THE
surrender of Confederate Gen. Robert E. Lee at Appomattox Court House,
150 years ago next month, effectively ended the Civil War. Preoccupied
with the challenges of our own time, Americans will probably devote
little attention to the sesquicentennial of Reconstruction, the
turbulent era that followed the conflict. This is unfortunate, for if
any historical period deserves the label “relevant,” it is
Reconstruction.
Issues
that agitate American politics today — access to citizenship and voting
rights, the relative powers of the national and state governments, the
relationship between political and economic democracy, the proper
response to terrorism — all of these are Reconstruction questions.
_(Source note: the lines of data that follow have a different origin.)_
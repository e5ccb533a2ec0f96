//! The extraction pipeline.
//!
//! ```text
//! PdfSource ─► ExtractionStrategy ─┬─► embedded text ──────────────┬─► TextNormalizer ─► DocumentResult
//!                                  └─► PageRenderer ─► OcrBackend ─┘
//! ```
//!
//! Pages are processed sequentially in page order. A page that cannot be
//! read, rendered or recognized never aborts the document: it is recorded
//! with an error and the remaining pages continue.

use chrono::Utc;
use std::path::Path;
use std::sync::OnceLock;
use std::time::Instant;

use crate::config::ExtractConfig;
use crate::error::{Error, Result};
use crate::model::{DocumentResult, Page, PageResult, ProcessingInfo};
use crate::normalize::TextNormalizer;
use crate::ocr::{create_backend, OcrBackend, OcrError, Recognition};
use crate::pdf::{PageRenderer, PdfLoader, PdfSource, PdftoppmRenderer};
use crate::strategy::{ExtractionStrategy, PageDecision};

/// Runs documents through strategy, OCR and normalization.
pub struct Extractor {
    config: ExtractConfig,
    strategy: ExtractionStrategy,
    normalizer: TextNormalizer,
    renderer: Box<dyn PageRenderer>,
    backend: Box<dyn OcrBackend>,
    backend_ready: OnceLock<std::result::Result<(), String>>,
}

impl Extractor {
    /// Create an extractor with the renderer and OCR backend named in `config`.
    pub fn new(config: ExtractConfig) -> Result<Self> {
        config.validate()?;
        let backend = create_backend(&config.ocr)?;
        let renderer = Box::new(PdftoppmRenderer::new(config.ocr.dpi));
        Ok(Self::with_parts(config, renderer, backend))
    }

    /// Create an extractor from explicit parts.
    pub fn with_parts(
        config: ExtractConfig,
        renderer: Box<dyn PageRenderer>,
        backend: Box<dyn OcrBackend>,
    ) -> Self {
        Self {
            strategy: ExtractionStrategy::from_config(&config),
            normalizer: TextNormalizer::new(config.normalize),
            config,
            renderer,
            backend,
            backend_ready: OnceLock::new(),
        }
    }

    /// Replace the page renderer.
    pub fn with_renderer(mut self, renderer: Box<dyn PageRenderer>) -> Self {
        self.renderer = renderer;
        self
    }

    /// Replace the OCR backend.
    pub fn with_backend(mut self, backend: Box<dyn OcrBackend>) -> Self {
        self.backend = backend;
        self.backend_ready = OnceLock::new();
        self
    }

    /// Configuration in effect.
    pub fn config(&self) -> &ExtractConfig {
        &self.config
    }

    /// Normalizer applied to every page.
    pub fn normalizer(&self) -> &TextNormalizer {
        &self.normalizer
    }

    /// OCR backend used for routed pages.
    pub fn backend(&self) -> &dyn OcrBackend {
        self.backend.as_ref()
    }

    /// Extract a PDF file.
    pub fn extract_file<P: AsRef<Path>>(&self, path: P) -> Result<DocumentResult> {
        let loader = PdfLoader::open(path)?;
        self.extract(&loader)
    }

    /// Extract a loaded document.
    pub fn extract(&self, source: &dyn PdfSource) -> Result<DocumentResult> {
        let start = Instant::now();
        let info = source.info();
        let numbers = self.page_numbers(source)?;

        log::info!(
            "Extracting {} ({} of {} pages, {} mode)",
            source.path().display(),
            numbers.len(),
            source.page_count(),
            self.config.strategy
        );

        let pages: Vec<PageResult> = numbers
            .into_iter()
            .map(|n| self.extract_page(source, n))
            .collect();

        let filename = source
            .path()
            .file_name()
            .map(|n| n.to_string_lossy().into_owned())
            .unwrap_or_default();

        let processing = ProcessingInfo {
            strategy: self.config.strategy,
            backend: self
                .config
                .strategy
                .may_ocr()
                .then(|| self.backend.backend_type()),
            processing_time_ms: start.elapsed().as_millis() as u64,
            extracted_at: Utc::now(),
        };

        let result = DocumentResult::new(filename, source.path(), pages, info, processing)
            .with_file_size(source.file_size());

        log::info!(
            "{}: {} ({} ms)",
            result.filename,
            result.summary(),
            result.processing.processing_time_ms
        );
        Ok(result)
    }

    /// Run only the strategy over a document's selected pages.
    pub fn decide_pages(&self, source: &dyn PdfSource) -> Result<Vec<PageDecision>> {
        self.page_numbers(source)?
            .into_iter()
            .map(|n| Ok(self.strategy.decide(&source.page(n)?)))
            .collect()
    }

    fn page_numbers(&self, source: &dyn PdfSource) -> Result<Vec<u32>> {
        let count = source.page_count();
        if count == 0 {
            return Err(Error::Corrupted("document has no pages".to_string()));
        }
        let numbers = self.config.pages.resolve(count);
        if numbers.is_empty() {
            return Err(Error::InvalidPageRange(format!(
                "no selected page exists (document has {} pages)",
                count
            )));
        }
        Ok(numbers)
    }

    /// Extract one page. Never fails: problems are recorded on the result.
    pub fn extract_page(&self, source: &dyn PdfSource, number: u32) -> PageResult {
        let page = match source.page(number) {
            Ok(page) => page,
            Err(e) => {
                log::warn!("Page {}: {}", number, e);
                return PageResult::failed(number, e.to_string(), String::new());
            }
        };

        let text_error = page.text_error.clone();
        let result = self.route_page(page, source.path());
        match text_error {
            Some(e) => {
                let combined = match &result.error {
                    Some(other) => format!("{}; {}", other, e),
                    None => e,
                };
                result.with_error(combined)
            }
            None => result,
        }
    }

    fn route_page(&self, page: Page, pdf_path: &Path) -> PageResult {
        let number = page.number;
        let decision = self.strategy.decide(&page);
        if !decision.needs_ocr {
            let text = self.normalizer.normalize(&page.text);
            return PageResult::embedded(number, text, page.text);
        }

        log::debug!(
            "Page {}: OCR ({})",
            number,
            decision.reason.map(|r| r.description()).unwrap_or("")
        );

        match self.ocr_page(pdf_path, number) {
            Ok(recognition) => PageResult::ocr(
                number,
                self.normalizer.normalize(&recognition.text),
                recognition.backend,
                recognition.confidence,
                page.text,
            )
            .with_decision(true, decision.reason),
            Err(e) if page.has_text_layer() => {
                log::warn!("Page {}: OCR failed, keeping embedded text: {}", number, e);
                let text = self.normalizer.normalize(&page.text);
                PageResult::embedded(number, text, page.text)
                    .with_decision(true, decision.reason)
                    .with_error(e.to_string())
            }
            Err(e) => {
                log::warn!("Page {}: {}", number, e);
                PageResult::failed(number, e.to_string(), page.text)
                    .with_decision(true, decision.reason)
            }
        }
    }

    fn ocr_page(&self, pdf_path: &Path, number: u32) -> Result<Recognition> {
        self.ensure_backend()?;
        let image = self.renderer.render(pdf_path, number)?;
        Ok(self.backend.recognize(&image, &self.config.ocr.languages)?)
    }

    /// Check backend availability once per extractor.
    fn ensure_backend(&self) -> Result<()> {
        let ready = self.backend_ready.get_or_init(|| {
            if self.backend.is_available() {
                Ok(())
            } else {
                let hint = self.backend.availability_hint();
                log::warn!("{} unavailable: {}", self.backend.backend_type(), hint);
                Err(hint)
            }
        });

        ready
            .clone()
            .map_err(|hint| Error::Ocr(OcrError::BackendNotAvailable(hint)))
    }
}

#[cfg(test)]
mod tests {
    use super::*;
    use crate::config::{PageSelection, StrategyMode};
    use crate::model::{DocumentInfo, ExtractionMethod, PageImage};
    use crate::ocr::{Language, OcrBackendType};
    use std::path::PathBuf;
    use std::sync::atomic::{AtomicUsize, Ordering};
    use std::sync::Arc;

    struct Pages(Vec<Page>);

    impl PdfSource for Pages {
        fn path(&self) -> &Path {
            Path::new("memory.pdf")
        }
        fn file_size(&self) -> u64 {
            42
        }
        fn page_count(&self) -> u32 {
            self.0.len() as u32
        }
        fn info(&self) -> DocumentInfo {
            DocumentInfo::with_version("1.7")
        }
        fn page(&self, number: u32) -> Result<Page> {
            self.0
                .get(number as usize - 1)
                .cloned()
                .ok_or(Error::PageOutOfRange(number, self.0.len() as u32))
        }
    }

    struct FakeRenderer;

    impl PageRenderer for FakeRenderer {
        fn render(&self, _pdf_path: &Path, page: u32) -> Result<PageImage> {
            Ok(PageImage::new(PathBuf::from(format!("page-{}.png", page)), page, 200))
        }
        fn is_available(&self) -> bool {
            true
        }
    }

    struct FakeOcr {
        calls: Arc<AtomicUsize>,
        available: bool,
    }

    impl OcrBackend for FakeOcr {
        fn backend_type(&self) -> OcrBackendType {
            OcrBackendType::Tesseract
        }
        fn is_available(&self) -> bool {
            self.available
        }
        fn availability_hint(&self) -> String {
            "fake engine missing".to_string()
        }
        fn recognize(&self, image: &PageImage, _languages: &[Language]) -> std::result::Result<Recognition, OcrError> {
            self.calls.fetch_add(1, Ordering::SeqCst);
            Ok(Recognition {
                text: format!("نَص الصفحة {}", image.page()),
                confidence: Some(0.87),
                backend: OcrBackendType::Tesseract,
                processing_time_ms: 1,
            })
        }
    }

    fn extractor(config: ExtractConfig, available: bool) -> (Extractor, Arc<AtomicUsize>) {
        let calls = Arc::new(AtomicUsize::new(0));
        let ocr = FakeOcr {
            calls: calls.clone(),
            available,
        };
        (
            Extractor::with_parts(config, Box::new(FakeRenderer), Box::new(ocr)),
            calls,
        )
    }

    fn long_text() -> String {
        "نص عربي مضمن في الصفحة بطول كاف لتجاوز العتبة الدنيا للحروف. ".repeat(2)
    }

    #[test]
    fn test_text_pages_skip_ocr() {
        let (ex, calls) = extractor(ExtractConfig::default(), true);
        let doc = ex
            .extract(&Pages(vec![Page::a4(1).with_text(long_text())]))
            .unwrap();

        assert_eq!(calls.load(Ordering::SeqCst), 0);
        assert_eq!(doc.pages[0].method, ExtractionMethod::Embedded);
        assert_eq!(doc.file_size, 42);
        assert_eq!(doc.filename, "memory.pdf");
    }

    #[test]
    fn test_scanned_pages_use_ocr_and_normalize() {
        let (ex, calls) = extractor(ExtractConfig::default(), true);
        let doc = ex
            .extract(&Pages(vec![Page::a4(1).with_images(1), Page::a4(2).with_images(1)]))
            .unwrap();

        assert_eq!(calls.load(Ordering::SeqCst), 2);
        assert_eq!(doc.ocr_pages(), 2);
        assert_eq!(doc.pages[0].text, "نص الصفحة 1");
        assert_eq!(doc.pages[0].confidence, Some(0.87));
        assert!(doc.pages[0].needs_ocr);
        assert_eq!(doc.text, "نص الصفحة 1\n\nنص الصفحة 2");
    }

    #[test]
    fn test_unavailable_backend_keeps_embedded_text() {
        let (ex, calls) = extractor(ExtractConfig::default(), false);
        let doc = ex
            .extract(&Pages(vec![
                Page::a4(1).with_text("بسم الله"),
                Page::a4(2).with_images(1),
            ]))
            .unwrap();

        assert_eq!(calls.load(Ordering::SeqCst), 0);
        assert_eq!(doc.pages[0].text, "بسم الله");
        assert!(doc.pages[0].error.as_deref().unwrap().contains("fake engine missing"));
        assert!(doc.pages[1].is_failed());
        assert_eq!(doc.text, "بسم الله");
        assert_eq!(doc.errors().len(), 2);
    }

    #[test]
    fn test_direct_mode_never_calls_ocr() {
        let config = ExtractConfig::default().with_strategy(StrategyMode::Direct);
        let (ex, calls) = extractor(config, true);
        let doc = ex.extract(&Pages(vec![Page::a4(1).with_images(1)])).unwrap();

        assert_eq!(calls.load(Ordering::SeqCst), 0);
        assert_eq!(doc.processing.backend, None);
        assert!(!doc.pages[0].has_content());
        assert!(!doc.pages[0].is_failed());
    }

    #[test]
    fn test_page_selection() {
        let config = ExtractConfig::default()
            .with_strategy(StrategyMode::Direct)
            .with_pages(PageSelection::Pages(vec![2, 9]));
        let (ex, _) = extractor(config, true);
        let doc = ex
            .extract(&Pages(vec![Page::a4(1).with_text("a"), Page::a4(2).with_text("b")]))
            .unwrap();
        assert_eq!(doc.page_count(), 1);
        assert_eq!(doc.text, "b");

        let config = ExtractConfig::default().with_pages(PageSelection::Range(5..=6));
        let (ex, _) = extractor(config, true);
        assert!(matches!(
            ex.extract(&Pages(vec![Page::a4(1)])),
            Err(Error::InvalidPageRange(_))
        ));
    }

    #[test]
    fn test_decide_pages() {
        let (ex, _) = extractor(ExtractConfig::default(), true);
        let decisions = ex
            .decide_pages(&Pages(vec![Page::a4(1).with_text(long_text()), Page::a4(2)]))
            .unwrap();
        assert!(!decisions[0].needs_ocr);
        assert!(decisions[1].needs_ocr);
    }

    #[test]
    fn test_unreadable_text_layer_is_recorded() {
        let broken = || Page::a4(1).with_text_error("Text extraction error: page 1: bad Tf");

        let config = ExtractConfig::default().with_strategy(StrategyMode::Direct);
        let (ex, _) = extractor(config, true);
        let doc = ex.extract(&Pages(vec![broken()])).unwrap();
        assert!(doc.pages[0].is_failed());
        assert_eq!(doc.failed_pages(), 1);
        assert!(doc.errors()[0].error.contains("bad Tf"));

        // OCR still reads the page, and the text layer failure stays visible
        let (ex, calls) = extractor(ExtractConfig::default(), true);
        let doc = ex.extract(&Pages(vec![broken()])).unwrap();
        assert_eq!(calls.load(Ordering::SeqCst), 1);
        assert!(doc.pages[0].has_content());
        assert!(doc.pages[0].error.as_deref().unwrap().contains("bad Tf"));

        // both failures are kept when OCR is unavailable too
        let (ex, _) = extractor(ExtractConfig::default(), false);
        let doc = ex.extract(&Pages(vec![broken()])).unwrap();
        let error = doc.pages[0].error.as_deref().unwrap();
        assert!(error.contains("fake engine missing"));
        assert!(error.contains("bad Tf"));
    }

    #[test]
    fn test_empty_document_is_an_error() {
        let (ex, _) = extractor(ExtractConfig::default(), true);
        assert!(matches!(ex.extract(&Pages(Vec::new())), Err(Error::Corrupted(_))));
    }
}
But
that era has long been misunderstood.
Reconstruction
refers to the period, generally dated from 1865 to 1877, during which
the nation’s laws and Constitution were rewritten to guarantee the basic
rights of the former slaves, and biracial governments came to power
throughout the defeated Confederacy. For decades, these years were
widely seen as the nadir in the saga of American democracy. According to
this view, Radical Republicans in Congress, bent on punishing defeated
Confederates, established corrupt Southern governments presided over by
carpetbaggers (unscrupulous Northerners who ventured south to reap the
spoils of office), scalawags (Southern whites who supported the new
regimes) and freed African-Americans, unfit to exercise democratic
rights. The heroes of the story were the self-styled Redeemers, who
restored white supremacy to the South.
This
portrait, which received scholarly expression in the early-20th-century
works of William A. Dunning and his students at Columbia University,
was popularized by the 1915 film “Birth of A Nation” and by Claude
Bowers’s 1929 best-selling history, “The Tragic Era.” It provided an
intellectual foundation for the system of segregation and black
disenfranchisement that followed Reconstruction. Any effort to restore
the rights of Southern blacks, it implied, would lead to a repeat of the
alleged horrors of Reconstruction.
HISTORIANS
have long since rejected this lurid account, although it retains a
stubborn hold on the popular imagination. Today, scholars believe that
if the era was “tragic,” it was not because Reconstruction was attempted
but because it failed.
Reconstruction
actually began in December 1863, when Abraham Lincoln announced a plan
to establish governments in the South loyal to the Union. Lincoln
granted amnesty to most Confederates so long as they accepted the
abolition of slavery, but said nothing about rights for freed blacks.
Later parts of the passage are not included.